Graphic presentation of results has always been popular for HV circuit breaker control (e.g., time oscillograms on the photosensitive paper of a light-beam oscillograph, speed vibrograms drawn up using a vibrograph and a shuffle bar), but those graphs were not good for perception and needed preliminary manual processing.
Automatic measurements of speed characteristics using displacement transducers with high resolution produce quite different graphs: speed vs time, speed vs travel, travel vs time. They reflect motion of a connecting rod and moving contacts, their interaction with guiding mechanisms, with moving contacts and buffers. Hence, its general view and deviations from the reference graph allow on-line diagnosis of those nodes immediately after putting the circuit breaker out of operation.

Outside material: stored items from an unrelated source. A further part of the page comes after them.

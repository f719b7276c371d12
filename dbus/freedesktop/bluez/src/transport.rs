//! Media transport discovery and acquisition.
//!
//! A connected streaming profile shows up as a small object tree below the device:
//! `dev_XX → sepN → fdN`. [`TransportDiscoverer`] searches that tree for the `fdN` leaves
//! without assuming its exact shape; [`TransportAcquirer`] requests exclusive access to a
//! leaf and turns the reply into a [`TransportHandle`].

use crate::errors::BluezError;
use crate::interfaces::device::DeviceHandle;
use crate::interfaces::transport::TransportHandle;
use crate::profiles::ProfileUuid;
use crate::properties::PropertyAccessor;
use crate::proxies::{BusConnection, ProxyError, MEDIA_TRANSPORT_INTERFACE};
use log::{debug, error, info, warn};
use std::os::fd::AsFd;
use std::sync::Arc;
use zbus::zvariant::{OwnedValue, Value};

/// Levels searched below the device object.
const MAX_SEARCH_DEPTH: usize = 2;

/// Whether a node name follows the transport leaf convention (`fd0`, `fd12`).
pub fn is_transport_leaf(name: &str) -> bool {
    name.strip_prefix("fd")
        .is_some_and(|index| !index.is_empty() && index.bytes().all(|b| b.is_ascii_digit()))
}

#[derive(Clone)]
pub struct TransportDiscoverer {
    bus: Arc<dyn BusConnection>,
    props: PropertyAccessor,
}

impl TransportDiscoverer {
    pub fn new(bus: Arc<dyn BusConnection>) -> Self {
        Self {
            props: PropertyAccessor::new(bus.clone()),
            bus,
        }
    }

    /// Every transport leaf below `device`, depth first, children in the order the bus
    /// lists them.
    pub async fn transports(&self, device: &DeviceHandle) -> Result<Vec<String>, BluezError> {
        let mut found = Vec::new();
        let mut pending = vec![(device.path.clone(), 0usize)];
        while let Some((path, depth)) = pending.pop() {
            let children = self.bus.child_nodes(&path).await?;
            debug!("{} has children {:?}", path, children);
            let mut descend = Vec::new();
            for child in children {
                let child_path = format!("{}/{}", path, child);
                if is_transport_leaf(&child) {
                    found.push(child_path);
                } else if depth + 1 < MAX_SEARCH_DEPTH {
                    descend.push((child_path, depth + 1));
                }
            }
            pending.extend(descend.into_iter().rev());
        }
        Ok(found)
    }

    /// The first transport below `device`.
    pub async fn find_transport(&self, device: &DeviceHandle) -> Result<String, BluezError> {
        let path = self
            .transports(device)
            .await?
            .into_iter()
            .next()
            .ok_or_else(|| BluezError::not_found("transport", &device.address))?;
        info!("found transport {} for {}", path, device);
        Ok(path)
    }

    /// The first transport below `device` carrying `profile`.
    pub async fn find_transport_for_profile(
        &self,
        device: &DeviceHandle,
        profile: &ProfileUuid,
    ) -> Result<String, BluezError> {
        for path in self.transports(device).await? {
            let uuid = self
                .props
                .get_string(&path, MEDIA_TRANSPORT_INTERFACE, "UUID")
                .await?;
            match uuid.parse::<ProfileUuid>() {
                Ok(found) if found == *profile => {
                    info!("found {} transport {} for {}", profile, path, device);
                    return Ok(path);
                }
                Ok(_) => debug!("transport {} carries {}", path, uuid),
                Err(_) => warn!("transport {} reports malformed uuid {:?}", path, uuid),
            }
        }
        Err(BluezError::not_found(
            "transport",
            format!("{} for {}", profile, device.address),
        ))
    }
}

#[derive(Clone)]
pub struct TransportAcquirer {
    bus: Arc<dyn BusConnection>,
}

impl TransportAcquirer {
    pub fn new(bus: Arc<dyn BusConnection>) -> Self {
        Self { bus }
    }

    /// Requests exclusive access to the transport at `path`.
    ///
    /// Exclusivity is enforced by the remote stack: when the transport is already held the
    /// request fails and the failure is returned as is, without retrying.
    pub async fn acquire(&self, path: &str) -> Result<TransportHandle, BluezError> {
        let reply = self
            .bus
            .call_method(path, MEDIA_TRANSPORT_INTERFACE, "Acquire", Vec::new())
            .await
            .map_err(|source| {
                error!("failed to acquire transport {}: {}", path, source);
                BluezError::AcquireFailed {
                    path: path.to_string(),
                    source,
                }
            })?;
        let handle = parse_acquire_reply(path, reply).map_err(|source| BluezError::AcquireFailed {
            path: path.to_string(),
            source,
        })?;
        info!(
            "acquired transport {} (read mtu {}, write mtu {})",
            path,
            handle.read_mtu(),
            handle.write_mtu()
        );
        Ok(handle)
    }

    /// Hands an acquired transport back to the stack.
    pub async fn release(&self, handle: TransportHandle) -> Result<(), BluezError> {
        self.bus
            .call_method(handle.path(), MEDIA_TRANSPORT_INTERFACE, "Release", Vec::new())
            .await?;
        info!("released transport {}", handle.path());
        Ok(())
    }
}

fn parse_acquire_reply(path: &str, reply: Vec<OwnedValue>) -> Result<TransportHandle, ProxyError> {
    let [fd, read_mtu, write_mtu]: [OwnedValue; 3] = reply.try_into().map_err(|v: Vec<_>| {
        ProxyError::UnexpectedReply(format!("acquire returned {} values, expected 3", v.len()))
    })?;
    let fd = match &*fd {
        Value::Fd(fd) => fd
            .as_fd()
            .try_clone_to_owned()
            .map_err(|e| ProxyError::UnexpectedReply(e.to_string()))?,
        other => {
            return Err(ProxyError::UnexpectedReply(format!(
                "expected a file descriptor, got {}",
                other.value_signature()
            )))
        }
    };
    let mtu = |value: OwnedValue, name: &str| {
        u16::try_from(value).map_err(|_| ProxyError::PropertyTypeMismatch {
            property: name.to_string(),
            expected: "u16",
        })
    };
    Ok(TransportHandle::new(
        path,
        fd,
        mtu(read_mtu, "read_mtu")?,
        mtu(write_mtu, "write_mtu")?,
    ))
}

#[cfg(test)]
mod tests {
    use super::*;
    use crate::proxies::MockBusConnection;
    use mockall::predicate::*;
    use std::io::Read;
    use std::os::fd::OwnedFd;
    use std::os::unix::net::UnixStream;
    use zbus::zvariant::Fd;

    const DEVICE: &str = "/org/bluez/hci0/dev_94_DB_56_83_CB_FF";

    fn device() -> DeviceHandle {
        DeviceHandle {
            path: DEVICE.to_string(),
            adapter: "/org/bluez/hci0".to_string(),
            address: "94:DB:56:83:CB:FF".to_string(),
            ..Default::default()
        }
    }

    fn owned<'a>(value: impl Into<Value<'a>>) -> OwnedValue {
        OwnedValue::try_from(value.into()).unwrap()
    }

    fn tree(mock: &mut MockBusConnection, nodes: &'static [(&'static str, &'static [&'static str])]) {
        mock.expect_child_nodes().returning(move |path| {
            Ok(nodes
                .iter()
                .find(|(node, _)| *node == path)
                .map(|(_, children)| children.iter().map(|c| c.to_string()).collect())
                .unwrap_or_default())
        });
    }

    #[test]
    fn test_transport_leaf_convention() {
        assert!(is_transport_leaf("fd0"));
        assert!(is_transport_leaf("fd12"));
        assert!(!is_transport_leaf("fd"));
        assert!(!is_transport_leaf("sep1"));
        assert!(!is_transport_leaf("fdx"));
    }

    #[tokio::test]
    async fn test_find_transport_below_endpoint() {
        let mut mock = MockBusConnection::new();
        tree(
            &mut mock,
            &[
                (DEVICE, &["service0010", "sep1", "sep2"]),
                ("/org/bluez/hci0/dev_94_DB_56_83_CB_FF/service0010", &["char0011"]),
                ("/org/bluez/hci0/dev_94_DB_56_83_CB_FF/sep2", &["fd3"]),
            ],
        );
        let discoverer = TransportDiscoverer::new(Arc::new(mock));
        let path = discoverer.find_transport(&device()).await.unwrap();
        assert_eq!(path, "/org/bluez/hci0/dev_94_DB_56_83_CB_FF/sep2/fd3");
    }

    #[tokio::test]
    async fn test_search_depth_is_bounded() {
        let mut mock = MockBusConnection::new();
        tree(
            &mut mock,
            &[
                (DEVICE, &["sep1"]),
                ("/org/bluez/hci0/dev_94_DB_56_83_CB_FF/sep1", &["nested"]),
                ("/org/bluez/hci0/dev_94_DB_56_83_CB_FF/sep1/nested", &["fd0"]),
            ],
        );
        let discoverer = TransportDiscoverer::new(Arc::new(mock));
        let result = discoverer.find_transport(&device()).await;
        assert!(matches!(result, Err(BluezError::NotFound { kind: "transport", .. })));
    }

    #[tokio::test]
    async fn test_no_transport_leaf() {
        let mut mock = MockBusConnection::new();
        tree(&mut mock, &[(DEVICE, &["sep1"])]);
        let discoverer = TransportDiscoverer::new(Arc::new(mock));
        let result = discoverer.find_transport(&device()).await;
        assert!(matches!(result, Err(BluezError::NotFound { kind: "transport", .. })));
    }

    #[tokio::test]
    async fn test_find_transport_for_profile() {
        let mut mock = MockBusConnection::new();
        tree(
            &mut mock,
            &[
                (DEVICE, &["sep1", "sep2"]),
                ("/org/bluez/hci0/dev_94_DB_56_83_CB_FF/sep1", &["fd0"]),
                ("/org/bluez/hci0/dev_94_DB_56_83_CB_FF/sep2", &["fd1"]),
            ],
        );
        mock.expect_get_property()
            .with(always(), eq(MEDIA_TRANSPORT_INTERFACE), eq("UUID"))
            .returning(|path, _, _| {
                Ok(if path.ends_with("fd0") {
                    owned(crate::profiles::HFP_HS_UUID)
                } else {
                    owned(crate::profiles::A2DP_SINK_UUID)
                })
            });
        let discoverer = TransportDiscoverer::new(Arc::new(mock));
        let path = discoverer
            .find_transport_for_profile(&device(), &ProfileUuid::a2dp_sink())
            .await
            .unwrap();
        assert_eq!(path, "/org/bluez/hci0/dev_94_DB_56_83_CB_FF/sep2/fd1");

        let missing = discoverer
            .find_transport_for_profile(&device(), &ProfileUuid::hid())
            .await;
        assert!(matches!(missing, Err(BluezError::NotFound { .. })));
    }

    #[tokio::test]
    async fn test_acquire() {
        let (local, mut remote) = UnixStream::pair().unwrap();
        let fd = std::sync::Mutex::new(Some(OwnedFd::from(local)));
        let mut mock = MockBusConnection::new();
        mock.expect_call_method()
            .with(eq("/t/fd0"), eq(MEDIA_TRANSPORT_INTERFACE), eq("Acquire"), always())
            .times(1)
            .returning(move |_, _, _, _| {
                let fd = fd.lock().unwrap().take().unwrap();
                Ok(vec![owned(Fd::from(fd)), owned(672u16), owned(895u16)])
            });
        let acquirer = TransportAcquirer::new(Arc::new(mock));

        let mut handle = acquirer.acquire("/t/fd0").await.unwrap();
        assert_eq!(handle.read_mtu(), 672);
        assert_eq!(handle.write_mtu(), 895);

        handle.write(b"pcm").unwrap();
        let mut buf = [0u8; 3];
        remote.read_exact(&mut buf).unwrap();
        assert_eq!(&buf, b"pcm");
    }

    #[tokio::test]
    async fn test_acquire_already_held() {
        let mut mock = MockBusConnection::new();
        mock.expect_call_method().times(1).returning(|_, _, _, _| {
            Err(ProxyError::DbusCallFailed("org.bluez.Error.NotAuthorized".into()))
        });
        let acquirer = TransportAcquirer::new(Arc::new(mock));
        let result = acquirer.acquire("/t/fd0").await;
        assert!(matches!(result, Err(BluezError::AcquireFailed { .. })));
    }

    #[tokio::test]
    async fn test_acquire_malformed_reply() {
        let mut mock = MockBusConnection::new();
        mock.expect_call_method()
            .returning(|_, _, _, _| Ok(vec![owned(1u16), owned(2u16), owned(3u16)]));
        let acquirer = TransportAcquirer::new(Arc::new(mock));
        let result = acquirer.acquire("/t/fd0").await;
        assert!(matches!(
            result,
            Err(BluezError::AcquireFailed {
                source: ProxyError::UnexpectedReply(_),
                ..
            })
        ));
    }

    #[tokio::test]
    async fn test_release() {
        let (local, _remote) = UnixStream::pair().unwrap();
        let mut mock = MockBusConnection::new();
        mock.expect_call_method()
            .with(eq("/t/fd0"), eq(MEDIA_TRANSPORT_INTERFACE), eq("Release"), always())
            .times(1)
            .returning(|_, _, _, _| Ok(Vec::new()));
        let acquirer = TransportAcquirer::new(Arc::new(mock));
        let handle = TransportHandle::new("/t/fd0", OwnedFd::from(local), 672, 895);
        acquirer.release(handle).await.unwrap();
    }
}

Benefits of the instruments include:
- Lower costs of HV circuit breaker maintenance (by a factor of 1.5);
- Lower (almost halved) time of the circuit breaker testing;
- Use of the PKV instruments in some cases allowed complete elimination of unnecessary overhauls as they diagnosed proper condition of a circuit breaker.
Requirements to the HV circuit breaker condition are specified by a manufacturer and by the appropriate codes and standards. Assessment of current condition of a circuit breaker (normal, below normal) implies detection of deviations from manufacturer's parameters. But detection of incipient or concealed defects when parameter deviation still lies within the reference (specified in passports) allowances or reveals itself in certain instances only, is possible only on the base of analysis of graphs for the entire process of a circuit breaker triggering.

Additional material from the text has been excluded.